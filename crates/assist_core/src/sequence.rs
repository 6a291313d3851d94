//! Per-controller sequence tokens and last-issued-wins bookkeeping.

use std::fmt;

/// Monotonic per-controller request counter. `SequenceToken::NONE` means
/// nothing has been issued yet.
#[derive(Debug, Clone, Copy, PartialEq, Eq, PartialOrd, Ord, Hash, Default)]
pub struct SequenceToken(pub u64);

impl SequenceToken {
    pub const NONE: SequenceToken = SequenceToken(0);

    fn next(self) -> Self {
        Self(self.0 + 1)
    }
}

impl fmt::Display for SequenceToken {
    fn fmt(&self, f: &mut fmt::Formatter<'_>) -> fmt::Result {
        write!(f, "#{}", self.0)
    }
}

#[derive(Debug, Clone, Copy, PartialEq, Eq)]
pub enum Resolution {
    Applied,
    Discarded,
}

/// State each controller owns exclusively.
///
/// A result is applied only when its token equals `last_issued` at the time
/// it arrives; anything older is dropped.
#[derive(Debug, Clone)]
pub struct ControllerState<T> {
    last_issued: SequenceToken,
    latest_accepted: SequenceToken,
    busy: bool,
    last_value: T,
}

impl<T: Default> Default for ControllerState<T> {
    fn default() -> Self {
        Self::new(T::default())
    }
}

impl<T> ControllerState<T> {
    pub fn new(initial: T) -> Self {
        Self {
            last_issued: SequenceToken::NONE,
            latest_accepted: SequenceToken::NONE,
            busy: false,
            last_value: initial,
        }
    }

    /// Issues a fresh token and marks a request as in flight.
    pub fn issue(&mut self) -> SequenceToken {
        self.last_issued = self.last_issued.next();
        self.busy = true;
        self.last_issued
    }

    /// Invalidates whatever is in flight without issuing a request, and
    /// installs `value` as the current state.
    pub fn supersede(&mut self, value: T) -> SequenceToken {
        self.last_issued = self.last_issued.next();
        self.latest_accepted = self.last_issued;
        self.busy = false;
        self.last_value = value;
        self.last_issued
    }

    pub fn is_current(&self, token: SequenceToken) -> bool {
        token != SequenceToken::NONE && token == self.last_issued
    }

    /// Applies `value` if `token` is still the newest issued token.
    pub fn resolve(&mut self, token: SequenceToken, value: T) -> Resolution {
        if !self.is_current(token) {
            return Resolution::Discarded;
        }
        self.latest_accepted = token;
        self.busy = false;
        self.last_value = value;
        Resolution::Applied
    }

    /// Replaces the current value without touching tokens.
    pub fn set_value(&mut self, value: T) {
        self.last_value = value;
    }

    pub fn last_issued(&self) -> SequenceToken {
        self.last_issued
    }

    pub fn latest_accepted(&self) -> SequenceToken {
        self.latest_accepted
    }

    pub fn is_busy(&self) -> bool {
        self.busy
    }

    pub fn value(&self) -> &T {
        &self.last_value
    }
}

#[cfg(test)]
#[path = "tests/sequence_tests.rs"]
mod tests;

━━━━━━━━━━━━━━━━

_YOUR OBJECTIVE_: Out of the records above, pull the lines that include the word "Resolution".

_ANSWER_:
pub enum Resolution {
    pub fn resolve(&mut self, token: SequenceToken, value: T) -> Resolution {
            return Resolution::Discarded;
        Resolution::Applied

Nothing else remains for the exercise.